Plus tard, en 2009, Silo donne le coup d’envoi à la première Marche Mondiale pour la Paix et la Nonviolence. C’est la première Marche Mondiale qui parcourra la planète entière pour réclamer la fin des guerres, l’arrêt des armes nucléaires et l’élimination de tout type de violence. La marche parcourt les 6 continents, 90 pays sur plus de 160 000 km… et termine au point départ, là où le feu initial avait été allumé, en ce point éloigné dans la montagne, où se trouve aujourd’hui le Parc d’Étude et de Réflexion de Punta de Vacas.

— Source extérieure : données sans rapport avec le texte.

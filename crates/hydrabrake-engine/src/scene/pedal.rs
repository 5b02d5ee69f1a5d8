//! Brake pedal: static base and an arm rotating about its pivot.

use glam::{Affine2, Vec2};

use super::palette;
use crate::render::draw::Canvas;

/// Arm pivot, at the bottom of the arm.
pub const PIVOT: Vec2 = Vec2::new(95.0, 480.0);

/// Arm rotation at full travel, in degrees. Negative tilts the arm forward.
pub const FULL_TRAVEL_DEGREES: f32 = -30.0;

/// Arm transform for a pedal position in `[0, 1]`.
pub fn arm_transform(pedal: f32) -> Affine2 {
    Affine2::from_translation(PIVOT)
        * Affine2::from_angle((pedal * FULL_TRAVEL_DEGREES).to_radians())
}

pub fn draw(canvas: &mut Canvas, pedal: f32) {
    canvas.rect(80.0, 400.0, 30.0, 100.0, palette::CYLINDER);

    let mut arm = canvas.push(arm_transform(pedal));
    arm.rect(-10.0, -60.0, 20.0, 60.0, palette::BRAKE_PEDAL);
}

#[cfg(test)]
mod tests {
    use super::*;

    #[test]
    fn released_arm_stands_upright() {
        let top = arm_transform(0.0).transform_point2(Vec2::new(0.0, -60.0));
        assert!((top - Vec2::new(95.0, 420.0)).length() < 1e-4);
    }

    #[test]
    fn pressed_arm_tilts_about_the_pivot() {
        let t = arm_transform(1.0);
        assert!((t.transform_point2(Vec2::ZERO) - PIVOT).length() < 1e-4);

        // Counter-clockwise on screen: the top of the arm swings left.
        let top = t.transform_point2(Vec2::new(0.0, -60.0));
        assert!(top.x < PIVOT.x);
        assert!((top.distance(PIVOT) - 60.0).abs() < 1e-3);
    }

    #[test]
    fn arm_scope_does_not_leak() {
        let mut canvas = Canvas::new();
        draw(&mut canvas, 0.5);
        assert_eq!(canvas.depth(), 0);
        assert_eq!(canvas.current_transform(), Affine2::IDENTITY);
        assert_eq!(canvas.len(), 2);
    }
}
//! Property tests for the brake state machine.
//!
//! These tests use `proptest` to generate initial states and input sequences
//! and verify that the bounds of the update rule hold after every tick.

use hydrabrake_sim::prelude::*;
use proptest::prelude::*;

/// Strategy for a value in `[0, 1]`, endpoints included.
fn unit_interval() -> impl Strategy<Value = f64> {
    prop_oneof![Just(0.0), Just(1.0), 0.0..=1.0f64]
}

/// Strategy for a state with pedal and pad anywhere in `[0, 1]`.
fn bounded_state() -> impl Strategy<Value = SimulationState> {
    (
        any::<bool>(),
        unit_interval(),
        unit_interval(),
        -720.0..720.0f64,
        -9.0..9.0f64,
    )
        .prop_map(
            |(brake_engaged, pedal_position, pad_engagement, disc_rotation, car_offset)| {
                SimulationState {
                    brake_engaged,
                    pedal_position,
                    pad_engagement,
                    disc_rotation,
                    car_offset,
                }
            },
        )
}

proptest! {
    #![proptest_config(ProptestConfig::with_cases(2_000))]

    #[test]
    fn braking_keeps_pedal_and_pad_bounded_and_rising(
        initial in bounded_state(),
        ticks in 1..120usize,
    ) {
        let tuning = BrakeTuning::default();
        let mut state = initial;
        for _ in 0..ticks {
            let next = state.advance(true, &tuning);
            prop_assert!((0.0..=1.0).contains(&next.pedal_position));
            prop_assert!((0.0..=1.0).contains(&next.pad_engagement));
            prop_assert!(next.pedal_position >= state.pedal_position);
            prop_assert!(next.pad_engagement >= state.pad_engagement);
            state = next;
        }
    }

    #[test]
    fn releasing_keeps_pedal_and_pad_bounded_and_falling(
        initial in bounded_state(),
        ticks in 1..120usize,
    ) {
        let tuning = BrakeTuning::default();
        let mut state = initial;
        for _ in 0..ticks {
            let next = state.advance(false, &tuning);
            prop_assert!((0.0..=1.0).contains(&next.pedal_position));
            prop_assert!((0.0..=1.0).contains(&next.pad_engagement));
            prop_assert!(next.pedal_position <= state.pedal_position);
            prop_assert!(next.pad_engagement <= state.pad_engagement);
            state = next;
        }
    }

    #[test]
    fn disc_rotation_never_decreases(
        initial in bounded_state(),
        inputs in prop::collection::vec(any::<bool>(), 1..200),
    ) {
        let tuning = BrakeTuning::default();
        let mut state = initial;
        for engaged in inputs {
            let next = state.advance(engaged, &tuning);
            prop_assert!(
                next.disc_rotation > state.disc_rotation,
                "disc went from {} to {}", state.disc_rotation, next.disc_rotation
            );
            state = next;
        }
    }

    #[test]
    fn braking_from_rest_never_crosses_stopping_distance(ticks in 1..300usize) {
        let tuning = BrakeTuning::default();
        let mut state = SimulationState::default();
        for _ in 0..ticks {
            let next = state.advance(true, &tuning);
            prop_assert!(next.car_offset < state.car_offset);
            prop_assert!(next.car_offset > -tuning.stopping_distance);
            state = next;
        }
    }

    #[test]
    fn any_valid_tuning_keeps_bounds(
        pedal_gain in 0.01..=1.0f64,
        pad_gain in 0.01..=1.0f64,
        clamp_drag in 0.0..0.99f64,
        inputs in prop::collection::vec(any::<bool>(), 1..100),
    ) {
        let tuning = BrakeTuning { pedal_gain, pad_gain, clamp_drag, ..Default::default() };
        prop_assert!(tuning.validate().is_ok());

        let mut state = SimulationState::default();
        for engaged in inputs {
            state.step(engaged, &tuning);
            prop_assert!((0.0..=1.0).contains(&state.pedal_position));
            prop_assert!((0.0..=1.0).contains(&state.pad_engagement));
        }
    }

    #[test]
    fn snapshot_hash_is_deterministic(
        inputs in prop::collection::vec(any::<bool>(), 0..60),
    ) {
        let tuning = BrakeTuning::default();
        let run = || {
            let mut state = SimulationState::default();
            for &engaged in &inputs {
                state.step(engaged, &tuning);
            }
            StateSnapshot::capture(&state, inputs.len() as u64)
        };
        prop_assert_eq!(run().hash, run().hash);
    }
}

#[test]
fn long_braking_settles_short_of_stopping_distance() {
    let tuning = BrakeTuning::default();
    let mut state = SimulationState::default();
    for tick in 0..5_000 {
        let next = state.advance(true, &tuning);
        // Strictly decreasing until f64 rounding pins it just above the limit.
        assert!(
            next.car_offset <= state.car_offset,
            "tick {tick}: offset rose from {} to {}",
            state.car_offset,
            next.car_offset
        );
        assert!(
            next.car_offset > -tuning.stopping_distance,
            "tick {tick}: offset {} reached the stopping distance",
            next.car_offset
        );
        state = next;
    }
    assert!(state.car_offset < -9.999);
}

#[test]
fn fifty_ticks_from_any_corner_converge() {
    let tuning = BrakeTuning::default();
    for (pedal, pad) in [(0.0, 0.0), (0.0, 1.0), (1.0, 0.0), (0.5, 0.25)] {
        let mut state = SimulationState {
            pedal_position: pedal,
            pad_engagement: pad,
            ..Default::default()
        };
        for _ in 0..50 {
            state = state.advance(true, &tuning);
        }
        assert!((1.0 - state.pedal_position) < 1e-4);
        assert!((1.0 - state.pad_engagement) < 1e-4);
    }
}
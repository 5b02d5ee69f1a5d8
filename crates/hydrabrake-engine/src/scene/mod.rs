//! Scene assembly: state in, draw list out.
//!
//! Every frame is a pure function of a [`Pose`]. Each [`Layer`] is one
//! drawing procedure over a [`Canvas`]; [`compose`] runs them in
//! [`DRAW_ORDER`], back to front. No procedure keeps state between frames,
//! so two calls with the same pose produce identical draw lists.
//!
//! ```
//! use hydrabrake_engine::scene::{compose, Pose};
//! use hydrabrake_sim::prelude::SimulationState;
//!
//! let pose = Pose::from(&SimulationState::default());
//! assert_eq!(compose(&pose), compose(&pose));
//! ```

pub mod background;
pub mod brake;
pub mod car;
pub mod hydraulics;
pub mod master_cylinder;
pub mod overlay;
pub mod palette;
pub mod pedal;
pub mod road;

use hydrabrake_sim::prelude::SimulationState;

use crate::render::draw::{Canvas, DrawCall};
use brake::BrakeSide;

/// Logical canvas width in pixels.
pub const CANVAS_WIDTH: f32 = 800.0;

/// Logical canvas height in pixels.
pub const CANVAS_HEIGHT: f32 = 600.0;

/// Render-facing projection of [`SimulationState`].
#[derive(Debug, Clone, Copy, PartialEq, Default)]
pub struct Pose {
    /// Pedal travel in `[0, 1]`.
    pub pedal: f32,
    /// Pad engagement in `[0, 1]`.
    pub pad: f32,
    /// Disc rotation in degrees.
    pub disc_rotation: f32,
    /// Horizontal car displacement in pixels.
    pub car_offset: f32,
}

impl From<&SimulationState> for Pose {
    fn from(state: &SimulationState) -> Self {
        Self {
            pedal: state.pedal_position as f32,
            pad: state.pad_engagement as f32,
            // Keep f32 precision once the accumulated angle grows large.
            disc_rotation: state.disc_rotation.rem_euclid(360.0) as f32,
            car_offset: state.car_offset as f32,
        }
    }
}

/// One drawing procedure in the fixed back-to-front order.
#[derive(Debug, Clone, Copy, PartialEq, Eq, Hash)]
pub enum Layer {
    Background,
    Roadway,
    CarBody,
    Pedal,
    MasterCylinder,
    HydraulicLines,
    LeftBrake,
    RightBrake,
    Overlay,
}

/// Back to front. The overlay is last so text is never covered.
pub const DRAW_ORDER: [Layer; 9] = [
    Layer::Background,
    Layer::Roadway,
    Layer::CarBody,
    Layer::Pedal,
    Layer::MasterCylinder,
    Layer::HydraulicLines,
    Layer::LeftBrake,
    Layer::RightBrake,
    Layer::Overlay,
];

impl Layer {
    /// Record this layer's primitives.
    pub fn draw(self, canvas: &mut Canvas, pose: &Pose) {
        match self {
            Layer::Background => background::draw(canvas),
            Layer::Roadway => road::draw(canvas),
            Layer::CarBody => car::draw(canvas, pose.car_offset),
            Layer::Pedal => pedal::draw(canvas, pose.pedal),
            Layer::MasterCylinder => master_cylinder::draw(canvas, pose.pedal),
            Layer::HydraulicLines => hydraulics::draw(canvas, pose.pedal),
            Layer::LeftBrake => {
                brake::draw_assembly(canvas, BrakeSide::Left, pose.pad, pose.disc_rotation)
            }
            Layer::RightBrake => {
                brake::draw_assembly(canvas, BrakeSide::Right, pose.pad, pose.disc_rotation)
            }
            Layer::Overlay => overlay::draw(canvas, pose.car_offset),
        }
    }
}

/// Record every layer, in [`DRAW_ORDER`], onto `canvas`.
pub fn compose_into(canvas: &mut Canvas, pose: &Pose) {
    for layer in DRAW_ORDER {
        layer.draw(canvas, pose);
        debug_assert_eq!(canvas.depth(), 0, "{layer:?} left a transform scope open");
    }
}

/// The full frame for `pose`.
pub fn compose(pose: &Pose) -> Vec<DrawCall> {
    let mut canvas = Canvas::new();
    compose_into(&mut canvas, pose);
    canvas.into_calls()
}

#[cfg(test)]
mod tests {
    use super::*;

    #[test]
    fn pose_wraps_disc_rotation() {
        let state = SimulationState {
            disc_rotation: 725.0,
            ..Default::default()
        };
        assert_eq!(Pose::from(&state).disc_rotation, 5.0);
    }

    #[test]
    fn draw_order_lists_each_layer_once() {
        for (i, a) in DRAW_ORDER.iter().enumerate() {
            assert!(!DRAW_ORDER[i + 1..].contains(a), "{a:?} repeated");
        }
        assert_eq!(DRAW_ORDER.first(), Some(&Layer::Background));
        assert_eq!(DRAW_ORDER.last(), Some(&Layer::Overlay));
    }

    #[test]
    fn every_layer_draws_something_and_closes_its_scopes() {
        let pose = Pose {
            pedal: 0.6,
            pad: 0.6,
            disc_rotation: 45.0,
            car_offset: -3.0,
        };
        for layer in DRAW_ORDER {
            let mut canvas = Canvas::new();
            layer.draw(&mut canvas, &pose);
            assert!(!canvas.is_empty(), "{layer:?} drew nothing");
            assert_eq!(canvas.depth(), 0, "{layer:?} leaked a scope");
        }
    }

    #[test]
    fn compose_matches_layer_by_layer() {
        let pose = Pose::default();
        let mut expected = Canvas::new();
        for layer in DRAW_ORDER {
            layer.draw(&mut expected, &pose);
        }
        assert_eq!(compose(&pose), expected.into_calls());
    }
}
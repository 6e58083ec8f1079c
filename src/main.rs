/*!

Builds a registry, creates two nodes, looks them up and tears the registry down. Exits with 1 if the registry cannot be
built. Log output is controlled by `RUST_LOG`.

*/

use std::process::ExitCode;

use tracing::info;
use tracing_subscriber::EnvFilter;

use nodegraph::NodeRegistry;

fn init_tracing() {
  let filter = EnvFilter::try_from_default_env().unwrap_or_else(|_| EnvFilter::new("nodegraph=info"));
  let _ = tracing_subscriber::fmt()
      .with_env_filter(filter)
      .with_writer(std::io::stderr)
      .try_init();
}

fn main() -> ExitCode {
  init_tracing();

  let mut registry = match NodeRegistry::system() {
    Ok(registry) => registry,
    Err(error) => {
      println!("Graph initialization failed: {}", error);
      return ExitCode::from(1);
    }
  };

  for _ in 0..2 {
    if let Err(error) = registry.create_node() {
      println!("{}", error);
    }
  }

  for index in 0..3 {
    match registry.find_node(index) {
      Some(node) => println!("Found {}", node),
      None       => println!("Node {} not found", index),
    }
  }

  info!(nodes = registry.len(), capacity = registry.capacity(), "driver.teardown");
  registry.teardown();

  ExitCode::SUCCESS
}
/*!

A vector of nodes whose storage comes from a `MemoryProvider`.

The vector never grows on its own. `push` fails when the vector is full, and the owner decides when to `reallocate`.
Reallocation either fully succeeds, moving every node into the new block and releasing the old one, or changes nothing.
The vector does not release its storage on drop since it does not hold its provider; `release` must be called.

Every method taking a provider must be handed the one the vector was built with. Only the registry, which owns both,
builds these vectors.

*/

use std::{
  alloc::Layout,
  ops::Index,
  ptr::{self, NonNull}
};

use crate::node_graph::{
  allocator::{self, MemoryProvider},
  node::Node
};

pub(crate) struct NodeVector {
  length  : usize,
  capacity: usize,
  data    : Option<NonNull<Node>>, // `None` exactly when `capacity == 0`
}

// Owns its storage and the nodes in it outright.
unsafe impl Send for NodeVector {}

impl NodeVector {

  // region Constructors

  /// A vector with no storage. Pushing to it always fails.
  pub(crate) const fn empty() -> NodeVector {
    NodeVector {
      length  : 0,
      capacity: 0,
      data    : None,
    }
  }

  /// Creates a new empty vector with room for `capacity` nodes, or `None` if the provider cannot supply the storage.
  pub(crate) fn with_capacity<M: MemoryProvider + ?Sized>(memory: &mut M, capacity: usize) -> Option<NodeVector> {
    if capacity == 0 {
      return Some(NodeVector::empty());
    }

    let data = memory.allocate(Layout::array::<Node>(capacity).ok()?)?;
    Some(NodeVector {
      length: 0,
      capacity,
      data: Some(data.cast::<Node>()),
    })
  }

  // endregion Constructors

  pub(crate) fn len(&self) -> usize {
    self.length
  }

  pub(crate) fn capacity(&self) -> usize {
    self.capacity
  }

  pub(crate) fn is_empty(&self) -> bool { self.len() == 0 }

  pub(crate) fn is_full(&self) -> bool { self.length >= self.capacity }

  pub(crate) fn iter(&self) -> std::slice::Iter<'_, Node> {
    self.as_slice().iter()
  }

  fn as_slice(&self) -> &[Node] {
    match self.data {
      Some(data) => unsafe { std::slice::from_raw_parts(data.as_ptr(), self.length) },
      None       => &[],
    }
  }

  /// Pushes `node` onto the end of the vector if there is enough capacity. When full, the node is handed back.
  pub(crate) fn push(&mut self, node: Node) -> Result<(), Node> {
    match self.data {
      Some(data) if self.length < self.capacity => {
        unsafe { data.as_ptr().add(self.length).write(node); }
        self.length += 1;
        Ok(())
      }
      _ => Err(node),
    }
  }

  /// Moves the contents into fresh storage of `new_capacity` nodes. On failure the vector is untouched and `false`
  /// is returned. `new_capacity` must be at least `len()`.
  pub(crate) fn reallocate<M: MemoryProvider + ?Sized>(&mut self, memory: &mut M, new_capacity: usize) -> bool {
    assert!(new_capacity >= self.length, "reallocation would drop nodes");

    let Some(mut replacement) = NodeVector::with_capacity(memory, new_capacity) else {
      return false;
    };

    if let (Some(old), Some(new)) = (self.data, replacement.data) {
      unsafe { ptr::copy_nonoverlapping(old.as_ptr(), new.as_ptr(), self.length); }
    }
    replacement.length = self.length;

    // The nodes now live in `replacement`; only the old block itself remains to be returned.
    self.length = 0;
    self.release_storage(memory);
    *self = replacement;

    true
  }

  /// Releases every node's buffer, then the vector's own storage. The vector is left empty with no storage.
  pub(crate) fn release<M: MemoryProvider + ?Sized>(&mut self, memory: &mut M) {
    if let Some(data) = self.data {
      for i in 0..self.length {
        unsafe {
          let node = ptr::read(data.as_ptr().add(i));
          allocator::release(memory, node.into_buffer());
        }
      }
    }
    self.length = 0;
    self.release_storage(memory);
  }

  fn release_storage<M: MemoryProvider + ?Sized>(&mut self, memory: &mut M) {
    debug_assert_eq!(self.length, 0);
    if let Some(data) = self.data.take() {
      if let Ok(layout) = Layout::array::<Node>(self.capacity) {
        unsafe { memory.release(data.cast::<u8>(), layout); }
      }
    }
    self.capacity = 0;
  }
}

impl Index<usize> for NodeVector {
  type Output = Node;

  fn index(&self, index: usize) -> &Self::Output {
    &self.as_slice()[index]
  }
}

impl<'a> IntoIterator for &'a NodeVector {
  type Item = &'a Node;
  type IntoIter = std::slice::Iter<'a, Node>;

  fn into_iter(self) -> Self::IntoIter {
    self.iter()
  }
}

#[cfg(test)]
mod tests {
  use super::*;
  use crate::node_graph::{
    allocator::{allocate, TrackingMemory},
    header::NodeHeader
  };

  fn make_node(memory: &mut TrackingMemory, index: u32) -> Node {
    let buffer = allocate(memory, 16).unwrap();
    Node::stamp(buffer, NodeHeader { index, allocated_size: 16, used_size: 14, channel_count: 0 })
  }

  #[test]
  fn push_until_full() {
    let mut memory = TrackingMemory::new();
    let mut vector = NodeVector::with_capacity(&mut memory, 2).unwrap();

    for i in 0..2 {
      let node = make_node(&mut memory, i);
      assert!(vector.push(node).is_ok());
    }
    assert!(vector.is_full());

    let extra = make_node(&mut memory, 2);
    let extra = vector.push(extra).unwrap_err();
    assert_eq!(extra.index(), 2);
    unsafe { allocator::release(&mut memory, extra.into_buffer()); }

    vector.release(&mut memory);
    assert!(memory.is_balanced());
  }

  #[test]
  fn reallocate_preserves_nodes() {
    let mut memory = TrackingMemory::new();
    let mut vector = NodeVector::with_capacity(&mut memory, 3).unwrap();
    for i in 0..3 {
      let node = make_node(&mut memory, i);
      vector.push(node).unwrap();
    }

    assert!(vector.reallocate(&mut memory, 6));
    assert_eq!(vector.capacity(), 6);
    assert_eq!(vector.len(), 3);
    let indices: Vec<u32> = vector.iter().map(Node::index).collect();
    assert_eq!(indices, vec![0, 1, 2]);
    assert_eq!(vector[1].index(), 1);

    vector.release(&mut memory);
    assert!(memory.is_balanced());
  }

  #[test]
  fn failed_reallocate_changes_nothing() {
    let mut memory = TrackingMemory::new();
    let mut vector = NodeVector::with_capacity(&mut memory, 1).unwrap();
    let node = make_node(&mut memory, 0);
    vector.push(node).unwrap();

    memory.exhaust();
    assert!(!vector.reallocate(&mut memory, 2));
    assert_eq!(vector.capacity(), 1);
    assert_eq!(vector.len(), 1);
    assert_eq!(vector.iter().next().map(Node::index), Some(0));

    vector.release(&mut memory);
    assert!(memory.is_balanced());
  }

  #[test]
  fn empty_vector_has_no_storage() {
    let mut memory = TrackingMemory::new();
    let mut vector = NodeVector::with_capacity(&mut memory, 0).unwrap();
    assert_eq!(memory.total_blocks(), 0);
    assert!(vector.is_full());
    assert!(vector.iter().next().is_none());
    vector.release(&mut memory);
    assert!(memory.is_balanced());
  }
}
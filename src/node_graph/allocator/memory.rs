/*!

Sources of raw memory for node buffers and node vectors.

`SystemMemory` forwards to the global allocator. `TrackingMemory` does the same but keeps a count of live blocks and
bytes, and can be given a byte budget beyond which it refuses requests. The budget is how exhaustion is exercised in
tests; the live counts are how leaks are detected.

*/

use std::{
  alloc::{alloc, dealloc, Layout},
  ptr::NonNull
};

/// A source of raw, uninitialized memory blocks.
///
/// # Safety
/// A block returned by `allocate` must be valid for reads and writes of `layout.size()` bytes, aligned to
/// `layout.align()`, not aliased by any other live block, and must stay valid until it is passed to `release` on the
/// same provider. Node headers are written straight into these blocks.
///
/// A provider that does not promise this cannot be plugged in:
///
/// ```compile_fail
/// use std::{alloc::Layout, ptr::NonNull};
/// use nodegraph::MemoryProvider;
///
/// struct Undersized;
///
/// impl MemoryProvider for Undersized {
///   fn allocate(&mut self, _layout: Layout) -> Option<NonNull<u8>> { None }
///   unsafe fn release(&mut self, _ptr: NonNull<u8>, _layout: Layout) {}
/// }
/// ```
pub unsafe trait MemoryProvider {
  /// Returns a block satisfying `layout`, or `None` if the request cannot be met. Zero sized layouts are never
  /// requested by this crate.
  fn allocate(&mut self, layout: Layout) -> Option<NonNull<u8>>;

  /// Returns a block to the provider.
  ///
  /// # Safety
  /// `ptr` must have been returned by `allocate` on this same provider with the same `layout`, and must not have been
  /// released already.
  unsafe fn release(&mut self, ptr: NonNull<u8>, layout: Layout);
}

/// Forwards to the global allocator.
#[derive(Copy, Clone, Debug, Default)]
pub struct SystemMemory;

unsafe impl MemoryProvider for SystemMemory {
  #[inline(always)]
  fn allocate(&mut self, layout: Layout) -> Option<NonNull<u8>> {
    debug_assert_ne!(layout.size(), 0);
    NonNull::new(unsafe { alloc(layout) })
  }

  #[inline(always)]
  unsafe fn release(&mut self, ptr: NonNull<u8>, layout: Layout) {
    dealloc(ptr.as_ptr(), layout);
  }
}

/// A `SystemMemory` that counts what it hands out.
#[derive(Clone, Debug, Default)]
pub struct TrackingMemory {
  budget       : Option<usize>, // Refuse requests that would push live bytes past this
  live_blocks  : usize,
  live_bytes   : usize,
  total_blocks : usize,         // Blocks ever handed out
  refused      : usize,         // Requests turned down
}

impl TrackingMemory {
  pub fn new() -> Self {
    Self::default()
  }

  /// A provider that refuses any request which would bring the live byte count above `budget`.
  pub fn with_budget(budget: usize) -> Self {
    TrackingMemory {
      budget: Some(budget),
      ..Self::default()
    }
  }

  /// Changes the budget. `None` lifts it.
  pub fn set_budget(&mut self, budget: Option<usize>) {
    self.budget = budget;
  }

  /// Caps the budget at exactly the bytes currently live, so the next request of any size is refused.
  pub fn exhaust(&mut self) {
    self.budget = Some(self.live_bytes);
  }

  pub fn live_blocks(&self) -> usize {
    self.live_blocks
  }

  pub fn live_bytes(&self) -> usize {
    self.live_bytes
  }

  pub fn total_blocks(&self) -> usize {
    self.total_blocks
  }

  pub fn refused(&self) -> usize {
    self.refused
  }

  /// True when everything handed out has been returned.
  pub fn is_balanced(&self) -> bool {
    self.live_blocks == 0 && self.live_bytes == 0
  }
}

// Every block comes from `SystemMemory`.
unsafe impl MemoryProvider for TrackingMemory {
  fn allocate(&mut self, layout: Layout) -> Option<NonNull<u8>> {
    if let Some(budget) = self.budget {
      if self.live_bytes + layout.size() > budget {
        self.refused += 1;
        return None;
      }
    }

    let ptr = SystemMemory.allocate(layout)?;
    self.live_blocks  += 1;
    self.live_bytes   += layout.size();
    self.total_blocks += 1;

    Some(ptr)
  }

  unsafe fn release(&mut self, ptr: NonNull<u8>, layout: Layout) {
    assert!(self.live_blocks > 0, "released more blocks than were allocated");
    self.live_blocks -= 1;
    self.live_bytes  -= layout.size();
    SystemMemory.release(ptr, layout);
  }
}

Le 11 novembre 2009 Silo parle de cette Marche au Sommet mondial des Prix Nobel qui se déroule à Berlin : « Le sens de la Paix et de la Nonviolence dans le moment présent, la Marche Mondiale »

Nous pourrions continuer à énumérer les actions remarquables. Il nous faudrait des journées entières pour détailler les expressions multiples du travail de Silo qui ont été laissées de côté dans ce compte rendu bref et limité, pour ce qui a été une tentative de transmettre l’impossible : l’immensité et l’importance de son œuvre.

Nous laissons à l’écart, pour de simples questions de temps, son incommensurable œuvre écrite, ses contributions au monde de la philosophie, de la psychologie, de la spiritualité, à l’étude de l’Histoire et à l’organisation sociale. Nous ne détaillons pas les multiples campagnes autour du monde menées en faveur du désarmement et de la nonviolence, sans parler des centaines de milliers de personnes à travers le monde qui ont transformé leur vie et y ont trouvé un sens à la lumière de ses enseignements.

Et nous sommes parvenus au moment présent. 2018. Presque 50 ans après.

Et nous sommes réunis ici pour cette célébration en nous rappelant la date de son premier témoignage public. Des milliers d’actions similaires à celle-ci sont en train d’être réalisées dans différentes parties du monde.

Que dirait notre observateur de l’espace ? Comment mesurer ce qui s’est passé ? Très difficile en effet. Ce qu’il prêchait s’est concrétisé de façon cohérente en action dans le monde. Aujourd’hui, son œuvre continue à être soutenue par une grande construction humaine à l’échelle planétaire, animée par des milliers de cœurs qui résonnent avec son message.

S’il s’avère difficile de transmettre la grande influence et la portée du travail de Silo dans le monde de manière rétrospective, ce sera plus difficile encore si nous avons l’intention de prédire à quoi son influence ressemblera à l’avenir. Mais, mon cœur et mon intuition me disent qu’elle sera ce que nous montre l’histoire des grands enseignants et initiés de l’Humanité. Ces personnes qui naissent de temps en temps pour transmettre un message qui réponde aux besoins profonds de l’être humain et de l’époque. Ces messages transcendent les limites habituelles du temps, produisant de profondes transformations au sein des personnes et des sociétés. Ils sont comme des « phares » qui, avec leur enseignement, guident vers le bon chemin à suivre.

Ces guides sont ceux qui laissent leur empreinte là où ensuite l’évolution de l’humanité suit inexorablement. Silo est l’un « d’eux ».